— Нет, Федор Нилыч! Не выйдет! — возразил Галлей. — Мы с вами не радиоизлучение, а физические тела, разгоняемые до скорости света. Мы достигаем этого предела, а не скорость света разгоняет или притормаживает нас. Это флюктуация предела, а не физическое его воздействие на наш полет. Так что никаких рывков от этого быть не может.
— Так уж и не может, — упрямо возражал Федоров.
— А вы поймите, что кванты вакуума — это как бы на пружинках вибрирующие под влиянием электромагнитного излучения протоны и антипротоны. При банальной электромагнитной буре этот процесс для нас отнюдь не банален, ибо в своих крайних положениях частички вещества и антивещества уже не полностью компенсируют физические свойства друг друга… Тогда и начинают проявляться эти скрытые в «состоянии пустоты» физические свойства материального вакуума, появляется некая его плотность, молниеносно возникающая и исчезающая. И эти песчинки как бы «жалят» летящий в вакууме предмет (при магнитной буре, разумеется, и при субсветовой скорости движения).
— Это как же выходит, — начал сдаваться штурман, принимая объяснения физика. — Вроде комары появляются на нашем пути. И жалят проклятые.
— Не столько комары, сколько «космический наждак». При малых скоростях он незаметен, но при субсветовой скорости за единицу времени приходится столько столкновений с «ожившими» квантами вакуума, что они в состоянии перетереть буксир.
— Может быть, и так, коли не врешь, — окончательно сдался штурман, поворачиваясь на другой бок, хотя в условиях новой для них невесомости в этом, казалось бы, не было смысла.
— Любопытно, — вставил теперь Крылов. — Я вот развиваю твою гипотезу и прихожу к выводу о чисто физическом пределе, что возникает в вакууме при световых скоростях.
— Правильно! — обрадовался Галлей. — И я так же думаю. При световой скорости проницаемость вакуума, его «свойство пустоты» исчезает! Тело не то что упрется в преграду, но, достигнув скорости света, будет ощущать уже иные свойства вакуума, который становится непроницаемым, и тело сможет двигаться лишь с субсветовой скоростью. Потому-то и невозможно превышение движущимся телом скорости света.
— Ты считаешь, что при достижении скорости света мы упремся в твердую стену?
— Не то что упремся, а вынуждены будем как бы скользить вдоль нее.

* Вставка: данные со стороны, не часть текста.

//! Dependency manifest (pip requirements file)
//!
//! Reads the ordered list of package specifiers from a requirements file
//! and computes a content fingerprint so runs can be correlated with the
//! exact manifest they installed.

use crate::error::VenvError;
use crate::Result;
use serde::{Deserialize, Serialize};
use sha2::{Digest, Sha256};
use std::path::{Path, PathBuf};
use tracing::debug;

/// One meaningful line of a requirements file
#[derive(Debug, Clone, PartialEq, Eq, Serialize, Deserialize)]
#[serde(rename_all = "snake_case")]
pub enum ManifestEntry {
    /// A package specifier, e.g. `requests==2.31.0`
    Requirement(String),
    /// An installer option line, e.g. `--index-url ...` or `-r base.txt`
    Option(String),
}

/// SHA-256 fingerprint of a normalized manifest
#[derive(Debug, Clone, PartialEq, Eq, Hash, Serialize, Deserialize)]
pub struct ManifestFingerprint(String);

impl ManifestFingerprint {
    /// Full lowercase hex digest
    pub fn as_str(&self) -> &str {
        &self.0
    }

    /// First 12 characters, or the whole value if shorter
    pub fn short(&self) -> &str {
        self.0.get(..12).unwrap_or(&self.0)
    }
}

impl std::fmt::Display for ManifestFingerprint {
    fn fmt(&self, f: &mut std::fmt::Formatter<'_>) -> std::fmt::Result {
        write!(f, "{}", self.0)
    }
}

/// Parsed dependency manifest, entries kept in file order
#[derive(Debug, Clone, PartialEq, Eq)]
pub struct DependencyManifest {
    path: PathBuf,
    entries: Vec<ManifestEntry>,
}

impl DependencyManifest {
    /// Read and parse the manifest at `path`.
    ///
    /// # Errors
    /// [`VenvError::ManifestNotFound`] if no regular file exists there.
    pub fn load(path: &Path) -> Result<Self> {
        if !path.is_file() {
            return Err(VenvError::ManifestNotFound(path.display().to_string()));
        }
        let content = std::fs::read(path)?;
        let manifest = Self::parse(path, &String::from_utf8_lossy(&content));
        debug!(
            path = %path.display(),
            requirements = manifest.requirement_count(),
            "Loaded dependency manifest"
        );
        Ok(manifest)
    }

    /// Parse manifest text. `path` is only recorded, never read.
    pub fn parse(path: &Path, content: &str) -> Self {
        let entries = logical_lines(content)
            .into_iter()
            .filter_map(|line| {
                let line = strip_comment(&line).trim().to_string();
                if line.is_empty() {
                    None
                } else if line.starts_with('-') {
                    Some(ManifestEntry::Option(line))
                } else {
                    Some(ManifestEntry::Requirement(line))
                }
            })
            .collect();

        DependencyManifest {
            path: path.to_path_buf(),
            entries,
        }
    }

    /// Location the manifest was read from
    pub fn path(&self) -> &Path {
        &self.path
    }

    /// All entries in file order
    pub fn entries(&self) -> &[ManifestEntry] {
        &self.entries
    }

    /// Package specifiers in file order
    pub fn requirements(&self) -> impl Iterator<Item = &str> {
        self.entries.iter().filter_map(|e| match e {
            ManifestEntry::Requirement(r) => Some(r.as_str()),
            ManifestEntry::Option(_) => None,
        })
    }

    /// Number of package specifiers
    pub fn requirement_count(&self) -> usize {
        self.requirements().count()
    }

    /// True when the manifest names no packages at all
    pub fn is_empty(&self) -> bool {
        self.requirement_count() == 0
    }

    /// Fingerprint of the meaningful entries.
    ///
    /// Comments, blank lines, and whitespace do not affect the result;
    /// reordering entries does.
    pub fn fingerprint(&self) -> ManifestFingerprint {
        let mut hasher = Sha256::new();
        for entry in &self.entries {
            let (tag, text) = match entry {
                ManifestEntry::Requirement(r) => (b"req:".as_slice(), r),
                ManifestEntry::Option(o) => (b"opt:".as_slice(), o),
            };
            hasher.update(tag);
            hasher.update(text.as_bytes());
            hasher.update(b"\0");
        }
        ManifestFingerprint(hex::encode(hasher.finalize()))
    }
}

/// Join backslash-continued lines, normalizing CRLF
fn logical_lines(content: &str) -> Vec<String> {
    let mut lines = Vec::new();
    let mut pending = String::new();

    for raw in content.lines() {
        let line = raw.trim_end();
        if let Some(head) = line.strip_suffix('\\') {
            pending.push_str(head);
            pending.push(' ');
            continue;
        }
        pending.push_str(line);
        lines.push(std::mem::take(&mut pending));
    }
    if !pending.is_empty() {
        lines.push(pending);
    }

    lines
}

/// Drop a `#` comment that starts the line or follows whitespace
fn strip_comment(line: &str) -> &str {
    if line.trim_start().starts_with('#') {
        return "";
    }
    let bytes = line.as_bytes();
    for (i, b) in bytes.iter().enumerate() {
        if *b == b'#' && i > 0 && bytes[i - 1].is_ascii_whitespace() {
            return &line[..i];
        }
    }
    line
}

#[cfg(test)]
mod tests {
    use super::*;
    use tempfile::tempdir;

    const SAMPLE: &str = "\
# pinned for the generator
requests==2.31.0
--index-url https://pypi.org/simple

python-dotenv>=1.0  # env loading
PyYAML
";

    #[test]
    fn test_parse_keeps_order_and_skips_comments() {
        let manifest = DependencyManifest::parse(Path::new("requirements.txt"), SAMPLE);
        let reqs: Vec<&str> = manifest.requirements().collect();
        assert_eq!(reqs, vec!["requests==2.31.0", "python-dotenv>=1.0", "PyYAML"]);
        assert_eq!(manifest.entries().len(), 4);
    }

    #[test]
    fn test_option_lines_are_not_requirements() {
        let manifest = DependencyManifest::parse(Path::new("r.txt"), "-r base.txt\n--pre\n");
        assert!(manifest.is_empty());
        assert_eq!(
            manifest.entries()[0],
            ManifestEntry::Option("-r base.txt".to_string())
        );
    }

    #[test]
    fn test_hash_in_url_fragment_is_kept() {
        let line = "pkg @ https://example.com/pkg.tar.gz#sha256=abc";
        let manifest = DependencyManifest::parse(Path::new("r.txt"), line);
        assert_eq!(manifest.requirements().next(), Some(line));
    }

    #[test]
    fn test_line_continuation() {
        let content = "requests==2.31.0 \\\n    --hash=sha256:abc\nPyYAML\r\n";
        let manifest = DependencyManifest::parse(Path::new("r.txt"), content);
        let reqs: Vec<&str> = manifest.requirements().collect();
        assert_eq!(reqs.len(), 2);
        assert!(reqs[0].starts_with("requests==2.31.0"));
        assert!(reqs[0].ends_with("--hash=sha256:abc"));
        assert_eq!(reqs[1], "PyYAML");
    }

    #[test]
    fn test_empty_manifest() {
        let manifest = DependencyManifest::parse(Path::new("r.txt"), "\n# nothing yet\n\n");
        assert!(manifest.is_empty());
        assert!(manifest.entries().is_empty());
    }

    #[test]
    fn test_load_missing_file() {
        let dir = tempdir().unwrap();
        let err = DependencyManifest::load(&dir.path().join("requirements.txt")).unwrap_err();
        assert!(matches!(err, VenvError::ManifestNotFound(_)));
    }

    #[test]
    fn test_load_reads_file() {
        let dir = tempdir().unwrap();
        let path = dir.path().join("requirements.txt");
        std::fs::write(&path, SAMPLE).unwrap();

        let manifest = DependencyManifest::load(&path).unwrap();
        assert_eq!(manifest.path(), path.as_path());
        assert_eq!(manifest.requirement_count(), 3);
    }

    #[test]
    fn test_fingerprint_ignores_comments_and_whitespace() {
        let a = DependencyManifest::parse(Path::new("a"), "requests==2.31.0\nPyYAML\n");
        let b = DependencyManifest::parse(
            Path::new("b"),
            "# header\nrequests==2.31.0   \r\n\nPyYAML  # yaml\n",
        );
        assert_eq!(a.fingerprint(), b.fingerprint());
        assert_eq!(a.fingerprint().as_str().len(), 64);
    }

    #[test]
    fn test_changing_pin_changes_fingerprint() {
        let a = DependencyManifest::parse(Path::new("a"), "requests==2.31.0\n");
        let b = DependencyManifest::parse(Path::new("a"), "requests==2.32.0\n");
        assert_ne!(a.fingerprint(), b.fingerprint());
    }

    #[test]
    fn test_fingerprint_short() {
        let fp = ManifestFingerprint("abc123def456789".to_string());
        assert_eq!(fp.short(), "abc123def456");
    }

    #[test]
    fn test_fingerprint_short_on_char_boundary() {
        let fp = ManifestFingerprint("aéééééééé".to_string());
        assert_eq!(fp.short(), "aéééééééé");

        let fp = ManifestFingerprint("abc".to_string());
        assert_eq!(fp.short(), "abc");
    }
}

— Лихо, ничего но скажешь! — похвалил Крылов. — Ради одного этого стоит вернуться на нашу матушку-Землю.
— Очень… очень понятно, — согласился штурман. — Но лучше бы этого не было.
— Конечно, лучше бы этого не было, — отозвался командир, — но раз уж случилось, будем вести себя достойно, продолжать жизнь в модуле до прибытия помощи с Земли.

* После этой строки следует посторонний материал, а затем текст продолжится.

//! Setup step definitions and the commands they run.

use serde::{Deserialize, Serialize};
use std::ffi::OsString;
use std::path::{Path, PathBuf};
use venv_manager::{Activation, IsolatedEnvironment};

/// The subprocess-backed steps of a setup run, in execution order.
#[derive(Debug, Clone, Copy, Serialize, Deserialize, PartialEq, Eq, Hash)]
#[serde(rename_all = "snake_case")]
pub enum Step {
    /// <host-python> -m venv venv
    CreateEnvironment,

    /// <venv-python> -m pip install --upgrade pip --quiet
    UpgradeInstaller,

    /// <venv-python> -m pip install -r utils/requirements.txt
    InstallDependencies,

    /// <venv-python> utils/generate_app_configs.py
    RunGenerator,
}

impl Step {
    /// Get the step name as a string.
    pub fn name(&self) -> &'static str {
        match self {
            Step::CreateEnvironment => "create_environment",
            Step::UpgradeInstaller => "upgrade_installer",
            Step::InstallDependencies => "install_dependencies",
            Step::RunGenerator => "run_generator",
        }
    }

    /// How the step's output reaches the operator.
    ///
    /// Housekeeping steps are captured and only shown on failure; the
    /// dependency install and the generator stream straight through.
    pub fn output_mode(&self) -> OutputMode {
        match self {
            Step::CreateEnvironment | Step::UpgradeInstaller => OutputMode::Captured,
            Step::InstallDependencies | Step::RunGenerator => OutputMode::Inherited,
        }
    }
}

impl std::fmt::Display for Step {
    fn fmt(&self, f: &mut std::fmt::Formatter<'_>) -> std::fmt::Result {
        f.write_str(self.name())
    }
}

/// Where a child's stdout/stderr go.
#[derive(Debug, Clone, Copy, Serialize, Deserialize, PartialEq, Eq)]
#[serde(rename_all = "snake_case")]
pub enum OutputMode {
    /// Piped and kept in the step result.
    Captured,
    /// Shared with the orchestrator's own streams.
    Inherited,
}

/// A fully described subprocess invocation for one step.
#[derive(Debug, Clone)]
pub struct StepCommand {
    /// Step this command implements.
    pub step: Step,

    /// Executable to launch.
    pub program: PathBuf,

    /// Arguments, in order.
    pub args: Vec<OsString>,

    /// Variables set on the child.
    pub envs: Vec<(String, OsString)>,

    /// Variables removed from the child.
    pub env_remove: Vec<String>,

    /// Working directory of the child.
    pub current_dir: Option<PathBuf>,

    /// Output handling.
    pub output: OutputMode,

    /// Timeout in seconds, 0 disables.
    pub timeout_secs: u64,
}

impl StepCommand {
    /// Bare command for `step` running `program`.
    pub fn new(step: Step, program: impl Into<PathBuf>) -> Self {
        Self {
            step,
            program: program.into(),
            args: Vec::new(),
            envs: Vec::new(),
            env_remove: Vec::new(),
            current_dir: None,
            output: step.output_mode(),
            timeout_secs: 0,
        }
    }

    /// Create `env` using the host interpreter.
    pub fn create_environment(host_python: &str, env: &IsolatedEnvironment) -> Self {
        Self::new(Step::CreateEnvironment, host_python).args(env.creation_args())
    }

    /// Upgrade pip inside the activated environment.
    pub fn upgrade_installer(activation: &Activation<'_>) -> Self {
        Self::new(Step::UpgradeInstaller, activation.interpreter())
            .args(["-m", "pip", "install", "--upgrade", "pip", "--quiet"])
            .within(activation)
    }

    /// Install everything listed in `manifest` into the activated environment.
    pub fn install_dependencies(activation: &Activation<'_>, manifest: &Path) -> Self {
        Self::new(Step::InstallDependencies, activation.interpreter())
            .args(["-m", "pip", "install", "-r"])
            .arg(manifest)
            .within(activation)
    }

    /// Run the generator script with the environment's interpreter.
    pub fn run_generator(activation: &Activation<'_>, script: &Path) -> Self {
        Self::new(Step::RunGenerator, activation.interpreter())
            .arg(script)
            .within(activation)
    }

    /// Append one argument.
    pub fn arg(mut self, arg: impl Into<OsString>) -> Self {
        self.args.push(arg.into());
        self
    }

    /// Append several arguments.
    pub fn args<I, S>(mut self, args: I) -> Self
    where
        I: IntoIterator<Item = S>,
        S: Into<OsString>,
    {
        self.args.extend(args.into_iter().map(Into::into));
        self
    }

    /// Apply an environment activation to the child.
    pub fn within(mut self, activation: &Activation<'_>) -> Self {
        self.envs.extend(activation.vars().iter().cloned());
        self.env_remove
            .extend(activation.cleared_vars().iter().map(|v| v.to_string()));
        self
    }

    /// Set the child's working directory.
    pub fn current_dir(mut self, dir: impl Into<PathBuf>) -> Self {
        self.current_dir = Some(dir.into());
        self
    }

    /// Set the timeout in seconds (0 = none).
    pub fn timeout(mut self, secs: u64) -> Self {
        self.timeout_secs = secs;
        self
    }

    /// Printable command line, for logs.
    pub fn command_line(&self) -> String {
        std::iter::once(self.program.as_os_str())
            .chain(self.args.iter().map(|a| a.as_os_str()))
            .map(|s| s.to_string_lossy())
            .collect::<Vec<_>>()
            .join(" ")
    }

    /// Value of an overlay variable, if set.
    pub fn env_var(&self, key: &str) -> Option<&OsString> {
        self.envs.iter().rev().find(|(k, _)| k == key).map(|(_, v)| v)
    }
}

— Да я о том же думаю, — признался Федоров. — Вот и прикидываю, сколько времени наш сигнал до Земли будет идти. Ведь расстояние-то какое мы за год преодолели! Радиосигналам по меньшей мере полгода понадобится, чтобы до Земли добраться.
— Это по земным часам, Федор Нилыч. А по нашим звездолетным — несколько минут, — разъяснил Галлей.

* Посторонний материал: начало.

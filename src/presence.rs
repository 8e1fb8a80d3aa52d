// Presence registry: which users have live WebSocket connections, and the
// outbound event channels used to reach them.

use std::collections::HashMap;
use std::sync::atomic::{AtomicU64, Ordering};
use std::sync::Mutex;

use serde::Serialize;
use tokio::sync::mpsc;

use crate::models::Message;

// ---------------------------------------------------------------------------
// Gateway events
// ---------------------------------------------------------------------------

/// Events pushed to connected WebSocket clients. Serialized as JSON text
/// frames with a `type` discriminator.
#[derive(Debug, Clone, Serialize, PartialEq)]
#[serde(tag = "type")]
pub enum GatewayEvent {
    /// Full roster of currently online user ids. Sent to every client
    /// whenever a user comes online or goes fully offline.
    #[serde(rename = "ONLINE_USERS")]
    OnlineUsers { users: Vec<i64> },

    /// A chat message addressed to the receiving user.
    #[serde(rename = "NEW_MESSAGE")]
    NewMessage { message: Message },
}

// ---------------------------------------------------------------------------
// PresenceRegistry
// ---------------------------------------------------------------------------

/// Connected sockets keyed by user id. A user may hold several connections
/// (multiple tabs); they count as online while at least one remains.
///
/// The inner mutex is a std `Mutex` and is never held across an await point;
/// sends go through unbounded channels so they cannot block.
pub struct PresenceRegistry {
    inner: Mutex<HashMap<i64, HashMap<u64, mpsc::UnboundedSender<GatewayEvent>>>>,
    next_conn: AtomicU64,
}

impl Default for PresenceRegistry {
    fn default() -> Self {
        Self::new()
    }
}

impl PresenceRegistry {
    pub fn new() -> Self {
        Self {
            inner: Mutex::new(HashMap::new()),
            next_conn: AtomicU64::new(1),
        }
    }

    fn lock(&self) -> std::sync::MutexGuard<'_, HashMap<i64, HashMap<u64, mpsc::UnboundedSender<GatewayEvent>>>> {
        self.inner.lock().expect("presence mutex poisoned")
    }

    /// Register a new connection for `user_id`. Returns the connection id
    /// to pass back to [`deregister`](Self::deregister) when it closes.
    pub fn register(&self, user_id: i64, tx: mpsc::UnboundedSender<GatewayEvent>) -> u64 {
        let conn_id = self.next_conn.fetch_add(1, Ordering::Relaxed);
        self.lock().entry(user_id).or_default().insert(conn_id, tx);
        conn_id
    }

    /// Remove a connection. Returns `true` when this was the user's last
    /// socket and they are now offline.
    pub fn deregister(&self, user_id: i64, conn_id: u64) -> bool {
        let mut map = self.lock();
        let Some(conns) = map.get_mut(&user_id) else {
            return false;
        };
        conns.remove(&conn_id);
        if conns.is_empty() {
            map.remove(&user_id);
            true
        } else {
            false
        }
    }

    /// Sorted ids of all users with at least one live connection.
    pub fn online_users(&self) -> Vec<i64> {
        let mut ids: Vec<i64> = self.lock().keys().copied().collect();
        ids.sort_unstable();
        ids
    }

    pub fn is_online(&self, user_id: i64) -> bool {
        self.lock().contains_key(&user_id)
    }

    /// Send an event to every connected socket. Dead channels are skipped;
    /// their connections are cleaned up by their own deregister.
    pub fn broadcast(&self, event: &GatewayEvent) {
        for conns in self.lock().values() {
            for tx in conns.values() {
                let _ = tx.send(event.clone());
            }
        }
    }

    /// Send an event to every socket of one user. Returns the number of
    /// sockets the event was queued to; zero means the user is offline.
    pub fn send_to_user(&self, user_id: i64, event: &GatewayEvent) -> usize {
        let map = self.lock();
        let Some(conns) = map.get(&user_id) else {
            return 0;
        };
        conns
            .values()
            .filter(|tx| tx.send(event.clone()).is_ok())
            .count()
    }
}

— Это он верно прикидывает, — поддержал его Крылов. — Ежели Эйнштейн прав, конечно.
— А если бы он был не прав, с нами ничего не случилось бы, — быстро ответил Галлей.
— Может, и впрямь от этой теории относительности нам хоть кое-какая польза будет, — пробурчал штурман. — Спасателям их год разгона, а у нас какие-нибудь сутки. Так, что ли?
— А я о другом думаю, — сказал Галлей, — кроме масштаба суток.
— О чем еще? — спросил Крылов.
— Догадаются ли на Земле, что наши сигналы будут чрезвычайно растянуты во времени. Их можно и не заметить.
— Это почему? — возмутился Федор. — Ты что думаешь, я их неладно передавал?
— Нет, не от тебя это зависит, а от масштаба времени, в котором ты, да и все мы сейчас живем, но там, увы, неизвестном.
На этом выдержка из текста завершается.